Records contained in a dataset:
════════
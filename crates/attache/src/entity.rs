use crate::{relation::BelongsTo, ChangeSet};

use attache_core::{
    schema::{ModelId, Schema},
    stmt::{Id, Value, ValueRecord},
    Error, Result,
};

use indexmap::IndexMap;
use std::{cell::RefCell, rc::Rc, sync::Arc};

/// A live record instance.
///
/// Attribute access is name-keyed: a name resolves either to one of the
/// model's own fields or, through the model's delegation mapping table, to a
/// field on an associated record. Delegated reads against an unbuilt
/// association yield `Value::Null`; the first delegated write builds the
/// association exactly once.
#[derive(Debug)]
pub struct Entity {
    pub(crate) schema: Arc<Schema>,
    pub(crate) model: ModelId,

    /// Current field values, indexed like the model's fields
    pub(crate) row: Vec<Value>,

    pub(crate) persisted: bool,

    /// Dirty state for this record's own fields
    pub(crate) changes: ChangeSet,

    /// One slot per belongs-to association, in declaration order
    pub(crate) parents: Vec<BelongsTo>,
}

/// Where an attribute name resolved to.
enum Target {
    /// One of the record's own fields
    Own(usize),

    /// A field on an associated record: (association index, field index on
    /// the target model)
    Delegated(usize, usize),
}

impl Entity {
    pub(crate) fn new(schema: Arc<Schema>, model: ModelId) -> Entity {
        let descriptor = schema.model(model);
        let row = vec![Value::Null; descriptor.fields.len()];
        let parents = (0..descriptor.associations.len())
            .map(|_| BelongsTo::default())
            .collect();

        Entity {
            schema,
            model,
            row,
            persisted: false,
            changes: ChangeSet::default(),
            parents,
        }
    }

    pub(crate) fn load(schema: Arc<Schema>, model: ModelId, record: ValueRecord) -> Result<Entity> {
        let descriptor = schema.model(model);

        if record.len() != descriptor.fields.len() {
            attache_core::bail!(
                "loaded row arity mismatch for `{}`: expected {}, got {}",
                descriptor.name,
                descriptor.fields.len(),
                record.len()
            );
        }

        let parents = (0..descriptor.associations.len())
            .map(|_| BelongsTo::default())
            .collect();

        Ok(Entity {
            schema,
            model,
            row: record.fields,
            persisted: true,
            changes: ChangeSet::default(),
            parents,
        })
    }

    pub fn model_id(&self) -> ModelId {
        self.model
    }

    pub fn model_name(&self) -> &str {
        &self.schema.model(self.model).name
    }

    /// The primary-key value, once assigned.
    pub fn key(&self) -> Option<&Id> {
        let primary_key = self.schema.model(self.model).primary_key;
        self.row[primary_key].as_id()
    }

    pub fn is_persisted(&self) -> bool {
        self.persisted
    }

    /// Read an attribute. A delegated attribute with no built association
    /// reads as `Value::Null`, never an error.
    pub fn attribute(&self, name: &str) -> Result<Value> {
        match self.target(name)? {
            Target::Own(index) => Ok(self.row[index].clone()),
            Target::Delegated(association, index) => match self.parents[association].get() {
                Some(parent) => Ok(parent.borrow().row[index].clone()),
                None => Ok(Value::Null),
            },
        }
    }

    /// Write an attribute. Writing a delegated attribute builds the
    /// association first if needed; afterwards the association is always
    /// present.
    pub fn set_attribute(&mut self, name: &str, value: impl Into<Value>) -> Result<()> {
        match self.target(name)? {
            Target::Own(index) => self.set_at(index, value.into()),
            Target::Delegated(association, index) => {
                let parent = self.ensure_parent(association);
                let mut parent = parent.borrow_mut();
                parent.set_at(index, value.into())
            }
        }
    }

    /// Whether the attribute has changed since the record was loaded or last
    /// saved. Unbuilt associations report `false`.
    pub fn attribute_changed(&self, name: &str) -> Result<bool> {
        match self.target(name)? {
            Target::Own(index) => Ok(self.changes.contains(index)),
            Target::Delegated(association, index) => match self.parents[association].get() {
                Some(parent) => Ok(parent.borrow().changes.contains(index)),
                None => Ok(false),
            },
        }
    }

    /// The `(original, current)` pair for a dirty attribute, `None` when the
    /// attribute is clean or the association is unbuilt.
    pub fn attribute_change(&self, name: &str) -> Result<Option<(Value, Value)>> {
        match self.target(name)? {
            Target::Own(index) => Ok(self.change_at(index)),
            Target::Delegated(association, index) => match self.parents[association].get() {
                Some(parent) => Ok(parent.borrow().change_at(index)),
                None => Ok(None),
            },
        }
    }

    /// The value the attribute had before the current change, or the current
    /// value when the attribute is clean.
    pub fn attribute_was(&self, name: &str) -> Result<Value> {
        match self.target(name)? {
            Target::Own(index) => Ok(self.was_at(index)),
            Target::Delegated(association, index) => match self.parents[association].get() {
                Some(parent) => Ok(parent.borrow().was_at(index)),
                None => Ok(Value::Null),
            },
        }
    }

    /// Flag an attribute as about to change, recording its current value as
    /// the original. For a delegated attribute this builds the association
    /// first so the flag has somewhere to live.
    pub fn attribute_will_change(&mut self, name: &str) -> Result<()> {
        match self.target(name)? {
            Target::Own(index) => {
                self.will_change_at(index);
                Ok(())
            }
            Target::Delegated(association, index) => {
                let parent = self.ensure_parent(association);
                parent.borrow_mut().will_change_at(index);
                Ok(())
            }
        }
    }

    /// Whether anything on this record, or on a built associated record, is
    /// dirty.
    pub fn changed(&self) -> bool {
        if !self.changes.is_empty() {
            return true;
        }

        self.parents
            .iter()
            .filter_map(BelongsTo::get)
            .any(|parent| parent.borrow().changed())
    }

    /// Ordered map of dirty attribute name to original value. Delegated
    /// entries are merged in from built associations under their delegated
    /// names; this is a computed view over the parents' dirty state, not a
    /// second copy.
    pub fn changed_attributes(&self) -> IndexMap<String, Value> {
        let model = self.schema.model(self.model);
        let mut out = IndexMap::new();

        for (index, original) in self.changes.iter() {
            out.insert(model.fields[index].name.clone(), original.clone());
        }

        for delegation in &model.delegations {
            let Some(parent) = self.parents[delegation.association].get() else {
                continue;
            };

            let parent = parent.borrow();
            if let Some(original) = parent.changes.original(delegation.target.index) {
                out.insert(delegation.attribute.clone(), original.clone());
            }
        }

        out
    }

    /// Build the association if absent, returning the associated record.
    /// Repeated calls return the identical instance.
    pub fn build_parent(&mut self, association: &str) -> Result<Rc<RefCell<Entity>>> {
        let index = self.association_index(association)?;
        Ok(self.ensure_parent(index))
    }

    /// The associated record, if built.
    pub fn parent(&self, association: &str) -> Result<Option<Rc<RefCell<Entity>>>> {
        let index = self.association_index(association)?;
        Ok(self.parents[index].get())
    }

    fn association_index(&self, name: &str) -> Result<usize> {
        let model = self.schema.model(self.model);

        match model.association_by_name(name) {
            Some((index, _)) => Ok(index),
            None => Err(Error::schema(format!(
                "unknown association `{name}` on model `{}`",
                model.name
            ))),
        }
    }

    fn target(&self, name: &str) -> Result<Target> {
        let model = self.schema.model(self.model);

        if let Some(index) = model.field_index(name) {
            return Ok(Target::Own(index));
        }

        if let Some(delegation) = model.delegation(name) {
            return Ok(Target::Delegated(
                delegation.association,
                delegation.target.index,
            ));
        }

        Err(Error::schema(format!(
            "unknown attribute `{name}` on model `{}`",
            model.name
        )))
    }

    /// Build the parent record in memory, exactly once. The transition is
    /// one-way: once present, the slot is never rebuilt for the life of this
    /// instance.
    fn ensure_parent(&mut self, association: usize) -> Rc<RefCell<Entity>> {
        if let Some(parent) = self.parents[association].get() {
            return parent;
        }

        let target = self.schema.model(self.model).associations[association].target;
        let entity = Entity::new(self.schema.clone(), target);
        self.parents[association].set(entity)
    }

    pub(crate) fn set_at(&mut self, index: usize, value: Value) -> Result<()> {
        let schema = self.schema.clone();
        let field = &schema.model(self.model).fields[index];

        if !field.ty.matches(&value) {
            return Err(Error::type_conversion(&value, field.ty.name()));
        }

        if self.changes.original(index) == Some(&value) {
            // Writing the recorded original back re-cleans the attribute.
            self.changes.forget(index);
        } else if self.row[index] != value {
            let original = self.row[index].clone();
            self.changes.record(index, original);
        }

        self.row[index] = value;
        Ok(())
    }

    fn change_at(&self, index: usize) -> Option<(Value, Value)> {
        self.changes
            .original(index)
            .map(|original| (original.clone(), self.row[index].clone()))
    }

    fn was_at(&self, index: usize) -> Value {
        match self.changes.original(index) {
            Some(original) => original.clone(),
            None => self.row[index].clone(),
        }
    }

    fn will_change_at(&mut self, index: usize) {
        let current = self.row[index].clone();
        self.changes.record_current(index, current);
    }
}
════════
__The task__:
Output exactly the span of lines beginning at the first line of the records and ending at the line that holds "in declaration order", inclusive, with no other text.

__Response area__:
filename crates/attache/src/entity.rs
use crate::{relation::BelongsTo, ChangeSet};

use attache_core::{
    schema::{ModelId, Schema},
    stmt::{Id, Value, ValueRecord},
    Error, Result,
};

use indexmap::IndexMap;
use std::{cell::RefCell, rc::Rc, sync::Arc};

/// A live record instance.
///
/// Attribute access is name-keyed: a name resolves either to one of the
/// model's own fields or, through the model's delegation mapping table, to a
/// field on an associated record. Delegated reads against an unbuilt
/// association yield `Value::Null`; the first delegated write builds the
/// association exactly once.
#[derive(Debug)]
pub struct Entity {
    pub(crate) schema: Arc<Schema>,
    pub(crate) model: ModelId,

    /// Current field values, indexed like the model's fields
    pub(crate) row: Vec<Value>,

    pub(crate) persisted: bool,

    /// Dirty state for this record's own fields
    pub(crate) changes: ChangeSet,

    /// One slot per belongs-to association, in declaration order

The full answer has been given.